Provided data Block Start

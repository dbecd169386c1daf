use chrono::Utc;
use rust_decimal::Decimal;
use serde_json::Value;
use std::sync::{Arc, Mutex as StdMutex};
use tokio::sync::{mpsc, Mutex, Notify, RwLock};
use tokio::task::JoinHandle;
use tokio_retry::strategy::ExponentialBackoff;
use tracing::{debug, info, instrument, warn};

use crate::client::correlator::{RequestCorrelator, RequestKind};
use crate::client::endpoints::{default_endpoints, Endpoint, EndpointSelector};
use crate::client::keepalive::{ActivityTracker, KeepAliveScheduler};
use crate::client::ClientState;
use crate::core::config::ClientConfig;
use crate::core::errors::ClientError;
use crate::core::events::{Event, EventDispatcher};
use crate::core::kernel::{Connector, Frame, FrameBuffer, Transport};
use crate::core::types::{Balance, ConnectionInfo, ConnectionStats, SessionState};

/// Everything the inbound router needs to act on a decoded frame.
#[derive(Clone)]
pub(crate) struct RouterCtx {
    pub correlator: Arc<RequestCorrelator>,
    pub dispatcher: Arc<EventDispatcher>,
    pub shared: Arc<ClientState>,
    pub outbound: mpsc::UnboundedSender<String>,
    pub activity: ActivityTracker,
    pub degrade: Arc<Notify>,
    pub stats: Arc<StdMutex<ConnectionStats>>,
}

struct ActiveConnection {
    outbound: mpsc::UnboundedSender<String>,
    io_task: JoinHandle<()>,
    keepalive: KeepAliveScheduler,
    info: ConnectionInfo,
}

// A replaced connection must not keep routing frames.
impl Drop for ActiveConnection {
    fn drop(&mut self) {
        self.io_task.abort();
    }
}

/// Owns the physical connection and the session lifecycle.
///
/// All transport access flows through this type: callers send frames through
/// `send`, inbound frames are routed by the single io task, and state changes
/// are observable only through the event dispatcher.
pub struct SessionStateMachine {
    config: ClientConfig,
    connector: Arc<dyn Connector>,
    correlator: Arc<RequestCorrelator>,
    dispatcher: Arc<EventDispatcher>,
    shared: Arc<ClientState>,
    state: RwLock<SessionState>,
    selector: Mutex<EndpointSelector>,
    conn: Mutex<Option<ActiveConnection>>,
    /// Serializes connection establishment between `connect` callers and the
    /// recovery supervisor.
    connect_gate: Mutex<()>,
    stats: Arc<StdMutex<ConnectionStats>>,
    degrade: Arc<Notify>,
    supervisor: Mutex<Option<JoinHandle<()>>>,
}

impl SessionStateMachine {
    pub(crate) fn new(
        config: ClientConfig,
        connector: Arc<dyn Connector>,
        correlator: Arc<RequestCorrelator>,
        dispatcher: Arc<EventDispatcher>,
        shared: Arc<ClientState>,
    ) -> Arc<Self> {
        let endpoints = default_endpoints(config.credentials.is_demo);
        let selector = EndpointSelector::filtered(endpoints, &config.preferred_regions);
        Arc::new(Self {
            config,
            connector,
            correlator,
            dispatcher,
            shared,
            state: RwLock::new(SessionState::Disconnected),
            selector: Mutex::new(selector),
            conn: Mutex::new(None),
            connect_gate: Mutex::new(()),
            stats: Arc::new(StdMutex::new(ConnectionStats::default())),
            degrade: Arc::new(Notify::new()),
            supervisor: Mutex::new(None),
        })
    }

    pub async fn state(&self) -> SessionState {
        *self.state.read().await
    }

    pub fn stats(&self) -> ConnectionStats {
        self.stats.lock().expect("stats lock poisoned").clone()
    }

    pub async fn connection_info(&self) -> Option<ConnectionInfo> {
        self.conn.lock().await.as_ref().map(|c| c.info.clone())
    }

    /// Connect and authenticate, cycling through candidate endpoints.
    #[instrument(skip(self, regions))]
    pub async fn connect(self: &Arc<Self>, regions: Option<Vec<String>>) -> Result<(), ClientError> {
        let _gate = self.connect_gate.lock().await;
        if self.state().await == SessionState::Active {
            return Ok(());
        }
        if let Some(regions) = regions {
            let endpoints = default_endpoints(self.config.credentials.is_demo);
            *self.selector.lock().await = EndpointSelector::filtered(endpoints, &regions);
        }
        self.establish().await?;
        // The supervisor also drives the no-reconnect teardown path, so it
        // runs regardless of the auto-reconnect setting.
        self.ensure_supervisor().await;
        Ok(())
    }

    /// Explicit disconnect: cancels background tasks, fails every pending
    /// request and releases the transport. Terminal.
    pub async fn disconnect(&self) {
        info!("disconnecting session");
        self.set_state(SessionState::Closed).await;
        // Wake the supervisor so it observes Closed before being dropped.
        self.degrade.notify_one();
        if let Some(handle) = self.supervisor.lock().await.take() {
            handle.abort();
        }
        self.teardown_connection().await;
        self.correlator.fail_all("client disconnected", false).await;
        self.dispatcher.emit(&Event::Disconnected).await;
    }

    /// Send an encoded frame through the active connection.
    pub async fn send(&self, text: String) -> Result<(), ClientError> {
        let state = self.state().await;
        if state != SessionState::Active {
            return Err(ClientError::Connection(format!("session is {state}")));
        }
        let conn = self.conn.lock().await;
        let conn = conn
            .as_ref()
            .ok_or_else(|| ClientError::Connection("no active connection".to_string()))?;
        conn.outbound
            .send(text)
            .map_err(|_| ClientError::Connection("connection closed".to_string()))?;
        self.stats.lock().expect("stats lock poisoned").messages_sent += 1;
        Ok(())
    }

    /// One full pass over the endpoint list. Leaves the session Active on
    /// success, Disconnected on failure.
    async fn establish(self: &Arc<Self>) -> Result<(), ClientError> {
        self.set_state(SessionState::Connecting).await;
        self.selector.lock().await.reset();

        let mut last_err = ClientError::Connection("no endpoints available".to_string());
        let mut attempts = 0u32;
        while attempts < self.config.max_connect_attempts {
            let endpoint = self.selector.lock().await.next();
            let Some(endpoint) = endpoint else { break };
            attempts += 1;

            match self.attempt_endpoint(&endpoint).await {
                Ok(conn) => {
                    self.selector.lock().await.mark_success(&endpoint.url);
                    let region = conn.info.region.clone();
                    {
                        let mut stats = self.stats.lock().expect("stats lock poisoned");
                        stats.successful_connections += 1;
                        stats.connection_start_time = Some(Utc::now());
                        stats.current_region = Some(region.clone());
                    }
                    *self.conn.lock().await = Some(conn);
                    self.set_state(SessionState::Active).await;
                    info!(%region, "session active");
                    self.dispatcher.emit(&Event::Connected { region }).await;
                    self.dispatcher.emit(&Event::Authenticated).await;
                    return Ok(());
                }
                Err(e) => {
                    warn!(region = %endpoint.region, error = %e, "endpoint attempt failed");
                    self.selector.lock().await.mark_failure(&endpoint.url);
                    self.set_state(SessionState::Connecting).await;
                    last_err = e;
                }
            }
        }

        self.set_state(SessionState::Disconnected).await;
        Err(last_err)
    }

    /// Dial one endpoint, run the authentication handshake and start the io
    /// and keep-alive tasks.
    async fn attempt_endpoint(
        self: &Arc<Self>,
        endpoint: &Endpoint,
    ) -> Result<ActiveConnection, ClientError> {
        debug!(region = %endpoint.region, url = %endpoint.url, "connecting");
        self.stats
            .lock()
            .expect("stats lock poisoned")
            .total_connections += 1;

        let mut transport = self.connector.connect(&endpoint.url).await?;
        self.set_state(SessionState::Authenticating).await;

        let auth_frame = Frame::event("auth", self.config.credentials.auth_body()).encode();
        tokio::time::timeout(
            self.config.auth_timeout,
            handshake(transport.as_mut(), &auth_frame),
        )
        .await
        .map_err(|_| {
            ClientError::Authentication("no authentication reply within deadline".to_string())
        })??;

        let (outbound_tx, outbound_rx) = mpsc::unbounded_channel();
        let activity = ActivityTracker::new();
        let ctx = RouterCtx {
            correlator: Arc::clone(&self.correlator),
            dispatcher: Arc::clone(&self.dispatcher),
            shared: Arc::clone(&self.shared),
            outbound: outbound_tx.clone(),
            activity: activity.clone(),
            degrade: Arc::clone(&self.degrade),
            stats: Arc::clone(&self.stats),
        };
        let io_task = spawn_io(transport, outbound_rx, ctx);
        let keepalive = KeepAliveScheduler::spawn(
            self.config.heartbeat_interval,
            self.config.heartbeat_timeout_multiplier,
            outbound_tx.clone(),
            activity,
            Arc::clone(&self.degrade),
        );

        Ok(ActiveConnection {
            outbound: outbound_tx,
            io_task,
            keepalive,
            info: ConnectionInfo {
                url: endpoint.url.clone(),
                region: endpoint.region.clone(),
                connected_at: Utc::now(),
            },
        })
    }

    async fn ensure_supervisor(self: &Arc<Self>) {
        let mut guard = self.supervisor.lock().await;
        if guard.as_ref().is_some_and(|h| !h.is_finished()) {
            return;
        }
        let session = Arc::clone(self);
        *guard = Some(tokio::spawn(async move {
            loop {
                session.degrade.notified().await;
                if session.state().await == SessionState::Closed {
                    break;
                }
                if !session.recover().await {
                    break;
                }
            }
        }));
    }

    /// Degraded-connection recovery: tear down, then reconnect with bounded
    /// exponential backoff. Returns false once the session is Closed.
    async fn recover(self: &Arc<Self>) -> bool {
        let _gate = self.connect_gate.lock().await;
        if self.state().await != SessionState::Active {
            return true;
        }
        warn!("session degraded");
        self.set_state(SessionState::Degraded).await;
        self.teardown_connection().await;

        if !self.config.auto_reconnect {
            self.dispatcher.emit(&Event::Disconnected).await;
            self.fail_and_close("connection lost").await;
            return false;
        }

        self.set_state(SessionState::Reconnecting).await;
        self.dispatcher.emit(&Event::Disconnected).await;
        self.stats
            .lock()
            .expect("stats lock poisoned")
            .total_reconnects += 1;

        // Pending requests that cannot survive the reconnect fail now;
        // retryable read-only queries keep their slots and are replayed.
        let retained = self
            .correlator
            .fail_all("connection lost", self.config.retry_reads_after_reconnect)
            .await;

        let mut attempt = 0u32;
        for delay in backoff_delays(&self.config) {
            attempt += 1;
            self.dispatcher.emit(&Event::Reconnecting { attempt }).await;
            tokio::time::sleep(delay).await;

            match self.establish().await {
                Ok(()) => {
                    let region = self
                        .connection_info()
                        .await
                        .map(|i| i.region)
                        .unwrap_or_default();
                    for frame in &retained {
                        if let Err(e) = self.send(frame.clone()).await {
                            warn!(error = %e, "failed to replay retained request");
                        }
                    }
                    info!(%region, attempt, "reconnected");
                    self.dispatcher.emit(&Event::Reconnected { region }).await;
                    return true;
                }
                Err(e) => {
                    warn!(attempt, error = %e, "reconnect attempt failed");
                    self.set_state(SessionState::Reconnecting).await;
                }
            }
        }

        self.fail_and_close("reconnect attempts exhausted").await;
        false
    }

    async fn fail_and_close(&self, reason: &str) {
        self.teardown_connection().await;
        self.correlator.fail_all(reason, false).await;
        self.set_state(SessionState::Closed).await;
        warn!(reason, "session closed");
    }

    async fn teardown_connection(&self) {
        if let Some(conn) = self.conn.lock().await.take() {
            conn.keepalive.cancel();
            conn.io_task.abort();
        }
    }

    async fn set_state(&self, next: SessionState) {
        let mut state = self.state.write().await;
        if *state != next {
            debug!(from = %*state, to = %next, "session state transition");
            *state = next;
        }
    }
}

Provided data Block End

[What this task involves] All lines from the one containing "attempt += 1;" to the end of the records, both ends included, should be printed exactly and on their own.

[Task result]
            attempt += 1;
            self.dispatcher.emit(&Event::Reconnecting { attempt }).await;
            tokio::time::sleep(delay).await;

            match self.establish().await {
                Ok(()) => {
                    let region = self
                        .connection_info()
                        .await
                        .map(|i| i.region)
                        .unwrap_or_default();
                    for frame in &retained {
                        if let Err(e) = self.send(frame.clone()).await {
                            warn!(error = %e, "failed to replay retained request");
                        }
                    }
                    info!(%region, attempt, "reconnected");
                    self.dispatcher.emit(&Event::Reconnected { region }).await;
                    return true;
                }
                Err(e) => {
                    warn!(attempt, error = %e, "reconnect attempt failed");
                    self.set_state(SessionState::Reconnecting).await;
                }
            }
        }

        self.fail_and_close("reconnect attempts exhausted").await;
        false
    }

    async fn fail_and_close(&self, reason: &str) {
        self.teardown_connection().await;
        self.correlator.fail_all(reason, false).await;
        self.set_state(SessionState::Closed).await;
        warn!(reason, "session closed");
    }

    async fn teardown_connection(&self) {
        if let Some(conn) = self.conn.lock().await.take() {
            conn.keepalive.cancel();
            conn.io_task.abort();
        }
    }

    async fn set_state(&self, next: SessionState) {
        let mut state = self.state.write().await;
        if *state != next {
            debug!(from = %*state, to = %next, "session state transition");
            *state = next;
        }
    }
}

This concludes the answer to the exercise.